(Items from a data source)
- Opening Delimiter -

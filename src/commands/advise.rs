use crate::advisor::{self, Mode};
use crate::args::AdviseArgs;
use crate::commands::{open_store, Out};
use crate::{Config, Result};
use tracing::debug;

/// Asks the advisor for a critique of the current collection. The analysis, or the reason there is
/// none, is the message; this command only fails if the configuration cannot be used.
pub async fn advise(config: &Config, mode: Mode, args: &AdviseArgs) -> Result<Out<String>> {
    let store = open_store(config);
    debug!("Requesting an analysis in {mode:?} mode");
    let advisor = mode.advisor(config, args.api_key().map(String::from));
    let analysis = advisor::analyze(advisor.as_ref(), store.snapshot()).await;
    Ok(Out::new(analysis.clone(), analysis))
}

#[cfg(test)]
mod tests {
    use super::*;
    use crate::advisor::{MISSING_API_KEY, NOT_ENOUGH_DATA};
    use crate::test::TestEnv;

    #[tokio::test]
    async fn test_advise_test_mode() {
        let env = TestEnv::new().await;
        let out = advise(&env.config(), Mode::Test, &AdviseArgs::new(None))
            .await
            .unwrap();
        assert!(out.message().starts_with("## Budget analysis"));
    }

    #[tokio::test]
    async fn test_advise_without_key() {
        let env = TestEnv::new().await;
        let out = advise(&env.config(), Mode::Gemini, &AdviseArgs::new(None))
            .await
            .unwrap();
        assert_eq!(MISSING_API_KEY, out.message());
    }

    #[tokio::test]
    async fn test_advise_too_few_transactions() {
        let env = TestEnv::new().await;
        let examples = env.store().snapshot()[..2].to_vec();
        env.write_transactions(&examples);
        // Not contacted, so the missing key does not matter.
        let out = advise(&env.config(), Mode::Gemini, &AdviseArgs::new(None))
            .await
            .unwrap();
        assert_eq!(NOT_ENOUGH_DATA, out.message());
    }
}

- Closing Delimiter -

Each entry needs to be written out again, exactly as given.

filename src/commands/advise.rs
use crate::advisor::{self, Mode};
use crate::args::AdviseArgs;
use crate::commands::{open_store, Out};
use crate::{Config, Result};
use tracing::debug;

/// Asks the advisor for a critique of the current collection. The analysis, or the reason there is
/// none, is the message; this command only fails if the configuration cannot be used.
pub async fn advise(config: &Config, mode: Mode, args: &AdviseArgs) -> Result<Out<String>> {
    let store = open_store(config);
    debug!("Requesting an analysis in {mode:?} mode");
    let advisor = mode.advisor(config, args.api_key().map(String::from));
    let analysis = advisor::analyze(advisor.as_ref(), store.snapshot()).await;
    Ok(Out::new(analysis.clone(), analysis))
}

#[cfg(test)]
mod tests {
    use super::*;
    use crate::advisor::{MISSING_API_KEY, NOT_ENOUGH_DATA};
    use crate::test::TestEnv;

    #[tokio::test]
    async fn test_advise_test_mode() {
        let env = TestEnv::new().await;
        let out = advise(&env.config(), Mode::Test, &AdviseArgs::new(None))
            .await
            .unwrap();
        assert!(out.message().starts_with("## Budget analysis"));
    }

    #[tokio::test]
    async fn test_advise_without_key() {
        let env = TestEnv::new().await;
        let out = advise(&env.config(), Mode::Gemini, &AdviseArgs::new(None))
            .await
            .unwrap();
        assert_eq!(MISSING_API_KEY, out.message());
    }

    #[tokio::test]
    async fn test_advise_too_few_transactions() {
        let env = TestEnv::new().await;
        let examples = env.store().snapshot()[..2].to_vec();
        env.write_transactions(&examples);
        // Not contacted, so the missing key does not matter.
        let out = advise(&env.config(), Mode::Gemini, &AdviseArgs::new(None))
            .await
            .unwrap();
        assert_eq!(NOT_ENOUGH_DATA, out.message());
    }
}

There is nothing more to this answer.